As befits a blockbuster about nothing less than a few people trying to save the world from “something worse” than Armageddon, there is a lot riding on Tenet succeeding with its own set of missions. Mission one: get released in the first place so it can start recouping what must have been a massive production budget. Next mission: save theaters and exhibition chains on the brink of bankruptcy, and all the workers that depend on them. In fact, while it’s at it, the film may need to save the very future of venue-based cinema, those hallowed gathering places for “collective human engagement,” to quote its writer-director Christopher Nolan.

The Independent

“It’s the rare action film where the characters don’t just say the world will end if they fail in their mission — you feel it, too. Ludwig Göransson (stepping into the shoes of Nolan’s usual collaborator, Hans Zimmer) creates a score built of low, anxious vibrations that pulsate through even the most incidental of scenes. Most of the colors we see are familiar to Nolan’s worlds — yellow tones make everything feel like it’s been lightly coated in toxic smog — though one particular, showstopping scene is bathed in hellish reds and blues. The action scenes, all carefully shaped around the idea of ‘inverted time,’ are coordinated to look like some kind of strange, modernist ballet.”

The Guardian:

Tenet’s real engine is its action sequences, in particular one involving a cargo plane and another multi-car chase,” agrees the Guardian’s critic, although with reservations. “They’re good; they have to be. As the eagle-eyed have pointed out, Tenet is a palindrome, which means it’s possible you’ll see some of the same scenes twice. Yet, for all the nifty bits of reverse chronology, there’s little that lingers in the imagination in the same way as Inception or even Interstellar’s showcase bendy business.”

Screen International

“It’s an undeniable joy to return to the big screen with a picture which has been shot and edited on film, which moves between shiny locations and adroitly-executed set pieces so effortlessly and so expensively.  “It’s also obvious that Nolan, who wrote, directed and co-produced with his partner Emma Thomas and his regular team of collaborators knows precisely what’s going on here, after all he’s spent years constructing his own Matrix. It’s a hopelessly convoluted watch, though, and Warners must be hoping for the kind of repeat viewing which Nolan fans are only too happy to indulge. Feeling it, is, indeed, the best option: although staying in sync with a film with such a disrupted and repeatedly altered internal logic proves to be quite a challenge.”

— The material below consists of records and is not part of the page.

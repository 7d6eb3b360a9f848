use regex::Regex;

pub fn normalize_newlines(value: &str) -> String {
    value.replace("\r\n", "\n")
}

/// Todas las subcadenas deben aparecer (sensible a mayúsculas).
pub fn contains_all(haystack: &str, needles: &[&str]) -> bool {
    needles.iter().all(|n| haystack.contains(n))
}

pub fn count_matches(re: &Regex, text: &str) -> usize {
    re.find_iter(text).count()
}
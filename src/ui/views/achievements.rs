use crate::LearnApp;
use crate::ui::layout::simple_panel;
use egui::{Color32, Context, ProgressBar, RichText};

pub fn ui_achievements(app: &mut LearnApp, ctx: &Context) {
    let rows = app.achievement_rows();
    let (earned, total) = app.earned_achievements();

    simple_panel(ctx, 900.0, |ui| {
        ui.heading("🏆 Achievements");
        ui.add_space(6.0);
        ui.label(format!("{earned} of {total} unlocked"));
        if total > 0 {
            ui.add(ProgressBar::new(earned as f32 / total as f32).desired_height(6.0));
        }
        ui.add_space(12.0);

        // Agrupadas por curso, en el orden en que aparecen
        let mut groups: Vec<&str> = Vec::new();
        for row in &rows {
            if !groups.contains(&row.course_title.as_str()) {
                groups.push(&row.course_title);
            }
        }
        for group in groups {
            ui.label(RichText::new(group).strong().size(16.0));
            ui.add_space(4.0);
            for row in rows.iter().filter(|r| r.course_title == group) {
                ui.horizontal(|ui| {
                    ui.label(if row.earned { "🏅" } else { "🔒" });
                    ui.vertical(|ui| {
                        ui.label(RichText::new(&row.title).strong());
                        ui.weak(&row.description);
                    });
                    let color = if row.earned {
                        Color32::from_rgb(34, 160, 80)
                    } else {
                        ui.visuals().weak_text_color()
                    };
                    ui.colored_label(color, row.status());
                });
                ui.add_space(4.0);
            }
            ui.add_space(8.0);
        }
    });
}
//! Inicialización de logs en escritorio (tracing-subscriber).
//!
//! - LOG_LEVEL controla el filtro, p. ej. "debug" o "info,web_academy=trace".
//! - Los registros de `log` se reenvían a tracing.

use tracing_subscriber::EnvFilter;

pub const DEFAULT_FILTER: &str = "info,web_academy=debug";

pub fn init_logging() {
    let filter = EnvFilter::try_from_env("LOG_LEVEL")
        .unwrap_or_else(|_| EnvFilter::new(DEFAULT_FILTER));

    // try_init: no falla si ya hay un subscriber (tests)
    let _ = tracing_subscriber::fmt()
        .with_env_filter(filter)
        .with_target(true)
        .try_init();
}
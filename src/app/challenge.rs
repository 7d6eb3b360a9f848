use crate::judge::judge_html::{challenge_complete, grade_html_challenge};
use crate::model::{Challenge, CriterionResult};

/// Estado de la sesión de un reto: buffer editable y última corrección.
#[derive(Clone, Debug)]
pub struct ChallengeSubmission {
    course_id: String,
    challenge: Challenge,
    code: String,
    results: Vec<CriterionResult>,
    checked: bool,
}

impl ChallengeSubmission {
    pub fn new(course_id: &str, challenge: &Challenge) -> Self {
        Self {
            course_id: course_id.to_owned(),
            challenge: challenge.clone(),
            code: challenge.starting_code.clone(),
            results: Vec::new(),
            checked: false,
        }
    }

    /// Reto de reserva para cursos sin reto todavía
    pub fn fallback(course_id: &str) -> Self {
        Self::new(course_id, &fallback_challenge())
    }

    pub fn course_id(&self) -> &str {
        &self.course_id
    }

    pub fn challenge(&self) -> &Challenge {
        &self.challenge
    }

    pub fn code(&self) -> &str {
        &self.code
    }

    pub fn code_mut(&mut self) -> &mut String {
        &mut self.code
    }

    pub fn set_code(&mut self, code: impl Into<String>) {
        self.code = code.into();
    }

    pub fn check(&mut self) -> &[CriterionResult] {
        self.results = grade_html_challenge(&self.challenge, &self.code);
        self.checked = true;
        &self.results
    }

    pub fn reset(&mut self) {
        self.code = self.challenge.starting_code.clone();
        self.results.clear();
        self.checked = false;
    }

    pub fn results(&self) -> &[CriterionResult] {
        &self.results
    }

    pub fn is_checked(&self) -> bool {
        self.checked
    }

    pub fn is_complete(&self) -> bool {
        self.checked && challenge_complete(&self.results)
    }
}

pub fn fallback_challenge() -> Challenge {
    Challenge {
        title: "Challenge".into(),
        description: "No challenge available for this module yet".into(),
        instructions: "Please check back later".into(),
        starting_code: "<!-- No challenge available -->".into(),
        solution_criteria: Vec::new(),
    }
}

That frustration is shared by IndieWire critic, who asks, “What kind of picture is Tenet? Big, certainly: IMAX-scaled, and a hefty 150 minutes even after a visibly ruthless edit. It’s clever, too — yes, the palindromic title has some narrative correlation — albeit in an exhausting, rather joyless way. As second comings go, Tenet is like witnessing a Sermon on the Mount preached by a savior who speaks exclusively in dour, drawn-out riddles. Any awe is flattened by follow-up questions.”


“No doubt some big brains will be fine with all of this — and will be able to follow the plot — but for the rest of us, Tenet is often a baffling, bewildering ride. Does it matter? Kind of,” writes Empire, “It’s hard to completely invest in things that go completely over your head. The broad strokes are there, and it’s consistently compelling, but it’s a little taxing. No doubt it all makes sense on Nolan’s hard drive, but it’s difficult to emotionally engage with it all.”


Perhaps Tenet should be considered an achievement rather than an accomplishment, given the incomplete nature of its success. For something that asks the audience to feel rather than understand, it’s more than a little ironic that Tenet turns out to be a movie that’s more admirable than lovable. Perhaps that’s because Nolan is aiming for something different than the audience — or, at least, the critics — were anticipating, IGN critic suggests.

“In a world where blockbuster cinema is dominated by franchises and sequels, it serves as an accomplished demonstration of the pleasures of unconnected and non-serialized original storytelling. But while it does tread new ground, Tenet is the ‘safest’ film from Christopher Nolan in some years,” he writes. “Following two recent ambitious movies from the filmmaker, Tenet feels a little conservative, as if Nolan’s style is a franchise rather than a framework.”